Shock Waves / Death Corps (1977)

Shock Waves / Death Corps (1977)

“There is danger here — danger in the waters.”

A touring boat helmed by a testy captain (John Carradine) becomes stranded on an island inhabited by an aging SS officer (Peter Cushing), who tries to warn the passengers (Brooke Adams, Jack Davidson, and D.J. Sidney) and crew (Luke Halpin and Don Stout) to leave before they’re harmed by Nazi zombies lurking in the water.

Genres, Themes, Actors, and Directors:

  • At Sea
  • Brooke Adams Films
  • Flashback Films
  • Horror
  • John Carradine Films
  • Nazis
  • Peter Cushing Films
  • Zombies

Response to Peary’s Review:
In what is likely one of his shortest reviews for GFTFF (just six sentences long), Peary writes that while the premise of this “exciting, unexpected treat for horror fans” “isn’t promising”, it’s nonetheless a “well made” “low-budget chiller”. Peary’s sentiment echoes that of many fans, who seem to concur that this film holds a unique grip and possesses a “weird atmosphere that will haunt you for entire days”. Unfortunately, the movie is heavy on atmosphere but short on plot; given that it’s structured as a flashback flick with the sole survivor identified, there’s little actual suspense — and yet, those bespectacled Nazi zombies sure are disturbing nonetheless… The idea of Nazis enduring in superhuman fashion and continuing to wreak random havoc on humanity is an undeniably powerful one. As the Q Network’s James Kendrick writes in his generally positive review, the film “is decidedly creepy and quite clever in masking its limitations and highlighting its strengths.”

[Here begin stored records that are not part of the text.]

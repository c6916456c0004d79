//! Client connection state — spec §4.8.

use std::collections::VecDeque;
use std::sync::atomic::{AtomicU64, Ordering};

use silo_core::prelude::Message;

/// A stable client grain-id the gateway uses as the external handle for
/// one connected client.
#[derive(Clone, Copy, Debug, PartialEq, Eq, PartialOrd, Ord, Hash)]
pub struct ClientId(pub u64);

#[derive(Clone, Copy, Debug, PartialEq, Eq, Hash)]
pub struct ConnectionId(pub u64);

/// Per-client bookkeeping: the live connection (if any), messages
/// waiting to be flushed to it, and when it last dropped.
pub struct ClientState {
    pub client_id: ClientId,
    connection: parking_lot::Mutex<Option<ConnectionId>>,
    pending_to_send: parking_lot::Mutex<VecDeque<Message>>,
    last_disconnect_ms: AtomicU64,
}

impl ClientState {
    pub fn new(client_id: ClientId, connection: ConnectionId) -> Self {
        Self {
            client_id,
            connection: parking_lot::Mutex::new(Some(connection)),
            pending_to_send: parking_lot::Mutex::new(VecDeque::new()),
            last_disconnect_ms: AtomicU64::new(0),
        }
    }

    pub fn connection(&self) -> Option<ConnectionId> {
        *self.connection.lock()
    }

    pub fn is_connected(&self) -> bool {
        self.connection.lock().is_some()
    }

    pub fn attach(&self, connection: ConnectionId) {
        *self.connection.lock() = Some(connection);
        self.last_disconnect_ms.store(0, Ordering::Relaxed);
    }

    pub fn disconnect(&self, now_ms: u64) {
        *self.connection.lock() = None;
        self.last_disconnect_ms.store(now_ms, Ordering::Relaxed);
    }

    pub fn disconnected_since(&self) -> Option<u64> {
        if self.is_connected() {
            return None;
        }
        Some(self.last_disconnect_ms.load(Ordering::Relaxed))
    }

    pub fn enqueue_pending(&self, message: Message) {
        self.pending_to_send.lock().push_back(message);
    }

    pub fn drain_pending(&self) -> Vec<Message> {
        self.pending_to_send.lock().drain(..).collect()
    }

    pub fn pending_len(&self) -> usize {
        self.pending_to_send.lock().len()
    }
}

#[cfg(test)]
mod tests {
    use super::*;

    #[test]
    fn attach_after_disconnect_clears_the_disconnect_timestamp() {
        let state = ClientState::new(ClientId(1), ConnectionId(1));
        state.disconnect(100);
        assert_eq!(state.disconnected_since(), Some(100));
        state.attach(ConnectionId(2));
        assert!(state.is_connected());
        assert_eq!(state.disconnected_since(), None);
    }

    #[test]
    fn pending_queue_drains_in_fifo_order() {
        let state = ClientState::new(ClientId(1), ConnectionId(1));
        state.enqueue_pending(Message::request(
            silo_addr(1),
            silo_core::prelude::GrainId::new("T", "a"),
            silo_core::prelude::InterfaceId(0),
            silo_core::prelude::MethodId(0),
            silo_core::prelude::CorrelationId(1),
            bytes::Bytes::from_static(b"one"),
        ));
        state.enqueue_pending(Message::request(
            silo_addr(1),
            silo_core::prelude::GrainId::new("T", "a"),
            silo_core::prelude::InterfaceId(0),
            silo_core::prelude::MethodId(0),
            silo_core::prelude::CorrelationId(2),
            bytes::Bytes::from_static(b"two"),
        ));
        assert_eq!(state.pending_len(), 2);
        let drained = state.drain_pending();
        assert_eq!(drained[0].body, bytes::Bytes::from_static(b"one"));
        assert_eq!(drained[1].body, bytes::Bytes::from_static(b"two"));
        assert_eq!(state.pending_len(), 0);
    }

    fn silo_addr(port: u16) -> silo_core::prelude::SiloAddress {
        let ep: std::net::SocketAddr = format!("127.0.0.1:{port}").parse().unwrap();
        silo_core::prelude::SiloAddress::new(ep, 1)
    }
}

Redeeming Qualities and Moments:

  • Haunting imagery of water-logged Nazi zombies

  • Richard Einhorn’s score

Must See?
No, though it’s certainly worth a look if this genre is your cup of tea — and it’s of general interest given its cult status.


2 thoughts on “Shock Waves / Death Corps (1977)

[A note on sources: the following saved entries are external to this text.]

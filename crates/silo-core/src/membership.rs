//! Cluster membership data model — spec §3 "Cluster membership snapshot"
//! and §4.1. This module defines values only; the service that produces
//! and advances them lives in the `silo-membership` crate so that
//! `silo-core` stays a pure data/contract crate, matching the teacher's
//! separation of `spark-core` contracts from adapter-crate behaviour.

use std::collections::BTreeMap;
use std::sync::Arc;

use crate::ids::SiloAddress;

/// Status of one silo as seen by the cluster membership provider.
#[derive(Clone, Copy, Debug, PartialEq, Eq, Hash)]
pub enum SiloStatus {
    Joining,
    Active,
    ShuttingDown,
    Stopping,
    Dead,
}

impl SiloStatus {
    /// `terminating(s)` from spec §3: true for `ShuttingDown|Stopping|Dead`.
    pub fn terminating(self) -> bool {
        matches!(self, SiloStatus::ShuttingDown | SiloStatus::Stopping | SiloStatus::Dead)
    }
}

/// Immutable, versioned view of the cluster. Versions advance
/// monotonically; an observer that has seen version `v` is never later
/// handed a snapshot with version `< v` (enforced by
/// `silo-membership::MembershipService`, not by this value type).
#[derive(Clone, Debug)]
pub struct ClusterMembershipSnapshot {
    pub version: u64,
    members: Arc<BTreeMap<SiloAddress, SiloStatus>>,
}

impl ClusterMembershipSnapshot {
    pub fn new(version: u64, members: BTreeMap<SiloAddress, SiloStatus>) -> Self {
        Self {
            version,
            members: Arc::new(members),
        }
    }

    pub fn empty() -> Self {
        Self::new(0, BTreeMap::new())
    }

    pub fn status_of(&self, silo: &SiloAddress) -> Option<SiloStatus> {
        self.members.get(silo).copied()
    }

    pub fn members(&self) -> impl Iterator<Item = (&SiloAddress, &SiloStatus)> {
        self.members.iter()
    }

    /// Active members ordered by `consistent_hash`, forming the ring.
    /// Terminating silos never own partitions, so they are excluded.
    pub fn ring(&self) -> Vec<SiloAddress> {
        let mut ring: Vec<SiloAddress> = self
            .members
            .iter()
            .filter(|(_, status)| matches!(status, SiloStatus::Active))
            .map(|(addr, _)| *addr)
            .collect();
        ring.sort_by_key(|addr| addr.consistent_hash());
        ring
    }

    /// The nearest-higher-hash active member of `grain_id`, wrapping
    /// around the ring. `None` if the ring is empty (spec §3: "if the
    /// ring is empty the function is undefined" — we surface that as
    /// `None` rather than panicking).
    pub fn partition_owner(&self, grain_hash: u32) -> Option<SiloAddress> {
        let ring = self.ring();
        if ring.is_empty() {
            return None;
        }
        ring.iter()
            .find(|addr| addr.consistent_hash() >= grain_hash)
            .copied()
            .or_else(|| ring.first().copied())
    }

    /// Delta between this snapshot and a newer one: silos added, silos
    /// removed, and silos whose status changed. Computed against the
    /// previously-delivered snapshot per spec §4.1.
    pub fn delta(&self, newer: &ClusterMembershipSnapshot) -> MembershipDelta {
        let mut added = Vec::new();
        let mut removed = Vec::new();
        let mut status_changed = Vec::new();

        for (addr, status) in newer.members.iter() {
            match self.members.get(addr) {
                None => added.push((*addr, *status)),
                Some(old) if old != status => status_changed.push((*addr, *old, *status)),
                Some(_) => {}
            }
        }
        for (addr, status) in self.members.iter() {
            if !newer.members.contains_key(addr) {
                removed.push((*addr, *status));
            }
        }
        MembershipDelta {
            added,
            removed,
            status_changed,
        }
    }
}

/// `(added, removed, status_changed)` computed against the
/// previously-delivered snapshot — spec §4.1.
#[derive(Clone, Debug, Default)]
pub struct MembershipDelta {
    pub added: Vec<(SiloAddress, SiloStatus)>,
    pub removed: Vec<(SiloAddress, SiloStatus)>,
    pub status_changed: Vec<(SiloAddress, SiloStatus, SiloStatus)>,
}

impl MembershipDelta {
    pub fn is_empty(&self) -> bool {
        self.added.is_empty() && self.removed.is_empty() && self.status_changed.is_empty()
    }
}

/// Derived, per-local-silo view used by the directory: predecessor,
/// successor, and a pure `partition_owner` closure over the ring at the
/// moment this snapshot was taken — spec §3 "Directory membership
/// snapshot".
#[derive(Clone, Debug)]
pub struct DirectoryMembershipSnapshot {
    pub cluster: ClusterMembershipSnapshot,
    pub local: SiloAddress,
    ring: Vec<SiloAddress>,
}

impl DirectoryMembershipSnapshot {
    pub fn derive(cluster: ClusterMembershipSnapshot, local: SiloAddress) -> Self {
        let ring = cluster.ring();
        Self { cluster, local, ring }
    }

    pub fn ring(&self) -> &[SiloAddress] {
        &self.ring
    }

    pub fn partition_owner(&self, grain_hash: u32) -> Option<SiloAddress> {
        self.cluster.partition_owner(grain_hash)
    }

    fn local_ring_index(&self) -> Option<usize> {
        self.ring.iter().position(|addr| *addr == self.local)
    }

    /// The silo immediately before `local` on the ring, wrapping.
    pub fn predecessor(&self) -> Option<SiloAddress> {
        if self.ring.len() < 2 {
            return None;
        }
        let idx = self.local_ring_index()?;
        let prev = if idx == 0 { self.ring.len() - 1 } else { idx - 1 };
        Some(self.ring[prev])
    }

    /// The silo immediately after `local` on the ring, wrapping.
    pub fn successor(&self) -> Option<SiloAddress> {
        if self.ring.len() < 2 {
            return None;
        }
        let idx = self.local_ring_index()?;
        let next = (idx + 1) % self.ring.len();
        Some(self.ring[next])
    }

    /// True if `local` is this snapshot's partition owner for `grain_hash`.
    pub fn owns(&self, grain_hash: u32) -> bool {
        self.partition_owner(grain_hash) == Some(self.local)
    }
}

  1. First viewing. A big ol’ MEH on this one. Not must-see.

    Actually, I think the film’s premise is the only thing that works in its favor. It’s certainly not “well-made”. I haven’t a clue why it would haunt anyone “for entire days”. Nor is it “decidedly creepy and quite clever” about…anything.

    Even if there was little money behind it (which there obviously was), a good dose of cleverness would have helped here (the direction is abysmal…but then so is most of the acting).

    Considering that the zombie soldiers are the most ‘terrifying’ that the SS ever came up with, they don’t do very much – but they’re very good at popping up out of water and standing/staring menacingly.

    The film (which is a verrry long 85 minutes) plays out in the tried-and-true fashion of ‘And Then There Were None’ but, along the way, it’s easier to look forward to each murder instead of dreading it.

    It’s a source of amusement to learn that the only way the zombies can be killed is if they have their sunglasses removed – oh, the horror!

    Though not frightening at all, the film is nevertheless frightfully bad.

  2. A cracking low budget gem that deserves all of the plaudits it’s received down the years. It’s also the kind of non gory, non exploitative horror film that’s perfect for younger horror buffs just getting into the genre.

    Beautifully, atmospherically made on a very low budget with decent performances. I can’t say it’s a must see for general film buffs and historians unless they have specialise in horror.